Eaton Electrical Services and Systems (Eaton) offers power distribution, power protection, power equipment maintenance, and service management to industrial, institutional, and commercial customers. Equipment downtime causes interruption of electrical power, which is costly and can be damaging to the customer. Eaton's goal is to provide customers with the information to prevent an outage from happening. To do so, Eaton needs access to historical data about system performance as well as continuous data monitoring to evaluate trends and identify problem areas.

Eaton has offices in 40 countries, but core engineering for power systems analysis is done at its Pittsburgh office. This means that when customers ask Eaton for engineering assistance, the company would use off-the-shelf remote connectivity tools to access the customer facility. Using these off-the-shelf tools presented a few drawbacks. One, these tools were not firewall-friendly, requiring customers to make network configuration changes to grant access to an Eaton engineer. Second, the basic desktop connectivity and file transfer tools couldn't automate responses to incoming data, meaning that Eaton couldn't set threshold values or alarm conditions. Finally, the tools lacked the database capability that would allow other applications to take advantage of the device performance data once it was obtained.

Eaton began working on Cutler-Hammer PowerNet, a software that is networked to interface with a customer's meters, relays, trip units, motor protectors, and transfer switch controllers to deliver device data to desktop PCs throughout a facility. This software combined with connectivity with Eaton's support center would be called the Instant Response Center (IRC) and would allow easier troubleshooting and proactive support.

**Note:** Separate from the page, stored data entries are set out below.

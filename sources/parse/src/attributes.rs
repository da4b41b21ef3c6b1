use std::sync::Arc;

use bytes::Bytes;
use enum_as_inner::EnumAsInner;
use support::bytes_ext::{OutOfBytes, SafeBuf, SafeBytes};
use tracing::{debug, trace};

use crate::constants::attributes::{
    CODE, CONSTANT_VALUE, DEPRECATED, LINE_NUMBER_TABLE, LOCAL_VARIABLE_TABLE,
    LOCAL_VARIABLE_TYPE_TABLE, SIGNATURE, SOURCE_FILE, STACK_MAP_TABLE,
};
use crate::error::{ParseError, ParseResult};
use crate::pool::{ConstantPool, ConstantUtf8};

/// Where an attribute block appears. The same name means different things
/// (or nothing at all) depending on its owner.
#[derive(Debug, Clone, Copy, PartialEq, Eq)]
pub enum AttributeContext {
    Class,
    Field,
    Method,
    Code,
}

pub trait KnownAttribute
where
    Self: Sized,
{
    fn decode(bytes: &mut Bytes, constant_pool: &ConstantPool) -> ParseResult<Self>;
    fn id() -> &'static str;
}

#[derive(Debug, Clone, PartialEq, Eq)]
pub struct SourceFileAttribute {
    pub index: u16,
    pub name: Arc<str>,
}

impl KnownAttribute for SourceFileAttribute {
    fn decode(bytes: &mut Bytes, constant_pool: &ConstantPool) -> ParseResult<Self> {
        let index = bytes.try_get_u16()?;
        let name: &ConstantUtf8 = constant_pool.require(index, || SOURCE_FILE.to_string())?;

        Ok(Self {
            index,
            name: Arc::clone(&name.value),
        })
    }

    fn id() -> &'static str {
        SOURCE_FILE
    }
}

#[derive(Debug, Clone, Copy, PartialEq, Eq)]
pub struct DeprecatedAttribute;

impl KnownAttribute for DeprecatedAttribute {
    fn decode(_: &mut Bytes, _: &ConstantPool) -> ParseResult<Self> {
        Ok(Self)
    }

    fn id() -> &'static str {
        DEPRECATED
    }
}

/// A generic signature. Recorded verbatim, never parsed.
#[derive(Debug, Clone, PartialEq, Eq)]
pub struct SignatureAttribute {
    pub index: u16,
    pub signature: Arc<str>,
}

impl KnownAttribute for SignatureAttribute {
    fn decode(bytes: &mut Bytes, constant_pool: &ConstantPool) -> ParseResult<Self> {
        let index = bytes.try_get_u16()?;
        let signature: &ConstantUtf8 = constant_pool.require(index, || SIGNATURE.to_string())?;

        Ok(Self {
            index,
            signature: Arc::clone(&signature.value),
        })
    }

    fn id() -> &'static str {
        SIGNATURE
    }
}

#[derive(Debug, Clone, Copy, PartialEq, Eq)]
pub struct ConstantValueAttribute {
    pub index: u16,
}

impl KnownAttribute for ConstantValueAttribute {
    fn decode(bytes: &mut Bytes, constant_pool: &ConstantPool) -> ParseResult<Self> {
        let index = bytes.try_get_u16()?;
        if constant_pool.entry(index).is_none() {
            return Err(ParseError::DanglingConstantReference {
                index,
                expected: "constant value",
                referrer: CONSTANT_VALUE.to_string(),
            });
        }

        Ok(Self { index })
    }

    fn id() -> &'static str {
        CONSTANT_VALUE
    }
}

#[derive(Debug, Clone, Copy, PartialEq, Eq)]
pub struct ExceptionEntry {
    pub start_pc: u16,
    pub end_pc: u16,
    pub handler_pc: u16,
    /// Index of a `Class` constant, or 0 to catch everything.
    pub catch_type: u16,
}

impl ExceptionEntry {
    pub fn is_catch_all(&self) -> bool {
        self.catch_type == 0
    }

    /// `start_pc` is inclusive, `end_pc` exclusive.
    pub fn covers(&self, pc: u16) -> bool {
        (self.start_pc..self.end_pc).contains(&pc)
    }
}

#[derive(Debug, Clone, Copy, PartialEq, Eq)]
pub struct LineNumber {
    pub start_pc: u16,
    pub line_number: u16,
}

#[derive(Debug, Clone, PartialEq, Eq)]
pub struct LineNumberTableAttribute {
    pub entries: Vec<LineNumber>,
}

impl KnownAttribute for LineNumberTableAttribute {
    fn decode(bytes: &mut Bytes, _: &ConstantPool) -> ParseResult<Self> {
        let length = bytes.try_get_u16()?;
        let mut entries = Vec::with_capacity(length.into());

        for _ in 0..length {
            entries.push(LineNumber {
                start_pc: bytes.try_get_u16()?,
                line_number: bytes.try_get_u16()?,
            });
        }

        Ok(Self { entries })
    }

    fn id() -> &'static str {
        LINE_NUMBER_TABLE
    }
}

#[derive(Debug, Clone, PartialEq, Eq)]
pub struct CodeAttribute {
    pub max_stack: u16,
    pub max_locals: u16,
    pub code: Vec<u8>,
    pub exception_table: Vec<ExceptionEntry>,
    pub line_numbers: Vec<LineNumber>,
    pub attributes: Attributes,
}

impl CodeAttribute {
    /// The source line of the instruction at `pc`, if the code carries line numbers.
    pub fn line_for(&self, pc: u16) -> Option<u16> {
        self.line_numbers
            .iter()
            .filter(|entry| entry.start_pc <= pc)
            .max_by_key(|entry| entry.start_pc)
            .map(|entry| entry.line_number)
    }
}

impl KnownAttribute for CodeAttribute {
    fn decode(bytes: &mut Bytes, constant_pool: &ConstantPool) -> ParseResult<Self> {
        let max_stack = bytes.try_get_u16()?;
        let max_locals = bytes.try_get_u16()?;

        let code_length = bytes.try_get_u32()?;
        let code = bytes.try_copy_bytes(code_length as usize)?;

        let exception_length = bytes.try_get_u16()?;
        let mut exception_table = Vec::with_capacity(exception_length.into());
        for _ in 0..exception_length {
            exception_table.push(ExceptionEntry {
                start_pc: bytes.try_get_u16()?,
                end_pc: bytes.try_get_u16()?,
                handler_pc: bytes.try_get_u16()?,
                catch_type: bytes.try_get_u16()?,
            })
        }

        let attributes = Attributes::parse(bytes, constant_pool, AttributeContext::Code)?;
        let line_numbers = attributes
            .iter()
            .filter_map(Attribute::as_line_number_table)
            .flat_map(|table| table.entries.iter().copied())
            .collect();

        Ok(CodeAttribute {
            max_stack,
            max_locals,
            code,
            exception_table,
            line_numbers,
            attributes,
        })
    }

    fn id() -> &'static str {
        CODE
    }
}

/// Recognised, but consumed by length without being interpreted.
#[derive(Debug, Clone, PartialEq, Eq)]
pub struct SkippedAttribute {
    pub name: Arc<str>,
    pub length: u32,
}

/// Any attribute we do not recognise in its context. The payload is kept as is.
#[derive(Debug, Clone, PartialEq, Eq)]
pub struct UnknownAttribute {
    pub name: Arc<str>,
    pub data: Bytes,
}

#[derive(EnumAsInner, Debug, Clone, PartialEq, Eq)]
pub enum Attribute {
    SourceFile(SourceFileAttribute),
    Deprecated(DeprecatedAttribute),
    Signature(SignatureAttribute),
    ConstantValue(ConstantValueAttribute),
    Code(CodeAttribute),
    LineNumberTable(LineNumberTableAttribute),
    Skipped(SkippedAttribute),
    Unknown(UnknownAttribute),
}

impl Attribute {
    pub fn parse(
        bytes: &mut Bytes,
        constant_pool: &ConstantPool,
        context: AttributeContext,
    ) -> ParseResult<Self> {
        let name_index = bytes.try_get_u16()?;
        let length = bytes.try_get_u32()?;

        let name: &ConstantUtf8 =
            constant_pool.require(name_index, || "attribute name".to_string())?;
        let name = Arc::clone(&name.value);

        let body = bytes.try_split_to(length as usize)?;

        use AttributeContext as Ctx;
        let attribute = match (name.as_ref(), context) {
            (SOURCE_FILE, Ctx::Class) => {
                Attribute::SourceFile(decode_known(&name, body, constant_pool)?)
            }
            (DEPRECATED, Ctx::Class | Ctx::Field | Ctx::Method) => {
                Attribute::Deprecated(decode_known(&name, body, constant_pool)?)
            }
            (SIGNATURE, Ctx::Class | Ctx::Field | Ctx::Method) => {
                Attribute::Signature(decode_known(&name, body, constant_pool)?)
            }
            (CONSTANT_VALUE, Ctx::Field) => {
                Attribute::ConstantValue(decode_known(&name, body, constant_pool)?)
            }
            (CODE, Ctx::Method) => Attribute::Code(decode_known(&name, body, constant_pool)?),
            (LINE_NUMBER_TABLE, Ctx::Code) => {
                Attribute::LineNumberTable(decode_known(&name, body, constant_pool)?)
            }
            (LOCAL_VARIABLE_TABLE | LOCAL_VARIABLE_TYPE_TABLE | STACK_MAP_TABLE, Ctx::Code) => {
                trace!("skipping {} bytes of {}", length, name);
                Attribute::Skipped(SkippedAttribute {
                    name: Arc::clone(&name),
                    length,
                })
            }
            _ => {
                debug!("unhandled {:?} attribute '{}' ({} bytes)", context, name, length);
                Attribute::Unknown(UnknownAttribute {
                    name: Arc::clone(&name),
                    data: body,
                })
            }
        };

        Ok(attribute)
    }
}

/// Decode a recognised attribute from its own sub-buffer, holding it to
/// exactly the declared length.
fn decode_known<T: KnownAttribute>(
    name: &str,
    mut body: Bytes,
    constant_pool: &ConstantPool,
) -> ParseResult<T> {
    let declared = body.len();

    let value = T::decode(&mut body, constant_pool).map_err(|err| match err {
        ParseError::TruncatedInput(OutOfBytes { wanted, remaining }) => {
            ParseError::MalformedAttribute {
                name: name.to_string(),
                declared,
                consumed: declared - remaining + wanted,
            }
        }
        other => other,
    })?;

    if !body.is_empty() {
        return Err(ParseError::MalformedAttribute {
            name: name.to_string(),
            declared,
            consumed: declared - body.len(),
        });
    }

    Ok(value)
}

#[derive(Debug, Clone, Default, PartialEq, Eq)]
pub struct Attributes {
    pub values: Vec<Attribute>,
}

impl Attributes {
    pub fn parse(
        bytes: &mut Bytes,
        constant_pool: &ConstantPool,
        context: AttributeContext,
    ) -> ParseResult<Self> {
        let length = bytes.try_get_u16()?;
        let mut attributes = Attributes {
            values: Vec::with_capacity(length.into()),
        };

        for _ in 0..length {
            attributes
                .values
                .push(Attribute::parse(bytes, constant_pool, context)?);
        }

        Ok(attributes)
    }

    pub fn iter(&self) -> impl Iterator<Item = &Attribute> {
        self.values.iter()
    }

    pub fn len(&self) -> usize {
        self.values.len()
    }

    pub fn is_empty(&self) -> bool {
        self.values.is_empty()
    }

    pub fn is_deprecated(&self) -> bool {
        self.iter()
            .any(|attribute| matches!(attribute, Attribute::Deprecated(_)))
    }

    pub fn signature(&self) -> Option<&SignatureAttribute> {
        self.iter().find_map(Attribute::as_signature)
    }

    pub fn source_file(&self) -> Option<&SourceFileAttribute> {
        self.iter().find_map(Attribute::as_source_file)
    }

    pub fn constant_value(&self) -> Option<&ConstantValueAttribute> {
        self.iter().find_map(Attribute::as_constant_value)
    }

    pub fn unknown(&self) -> impl Iterator<Item = &UnknownAttribute> {
        self.iter().filter_map(Attribute::as_unknown)
    }

    /// Remove and return the first `Code` attribute.
    pub fn take_code(&mut self) -> Option<CodeAttribute> {
        let position = self
            .values
            .iter()
            .position(|attribute| matches!(attribute, Attribute::Code(_)))?;

        match self.values.remove(position) {
            Attribute::Code(code) => Some(code),
            _ => None,
        }
    }
}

Eaton chose the Questra Smart Service Solution, enterprise software for intelligent device management, as the technology to make this connectivity possible. Questra was firewall-friendly, allowed secure connection via the Internet, and could be customized to offer flexibility to customers. One customer that uses IRC is the University of South Carolina (USC). The data that IRC provided for USC uncovered that power fluctuations the school thought were caused by the campus system were actually being caused by its utility system. The information IRC provided allowed USC to decrease outages and downtime by uncovering data that wasn't available previously.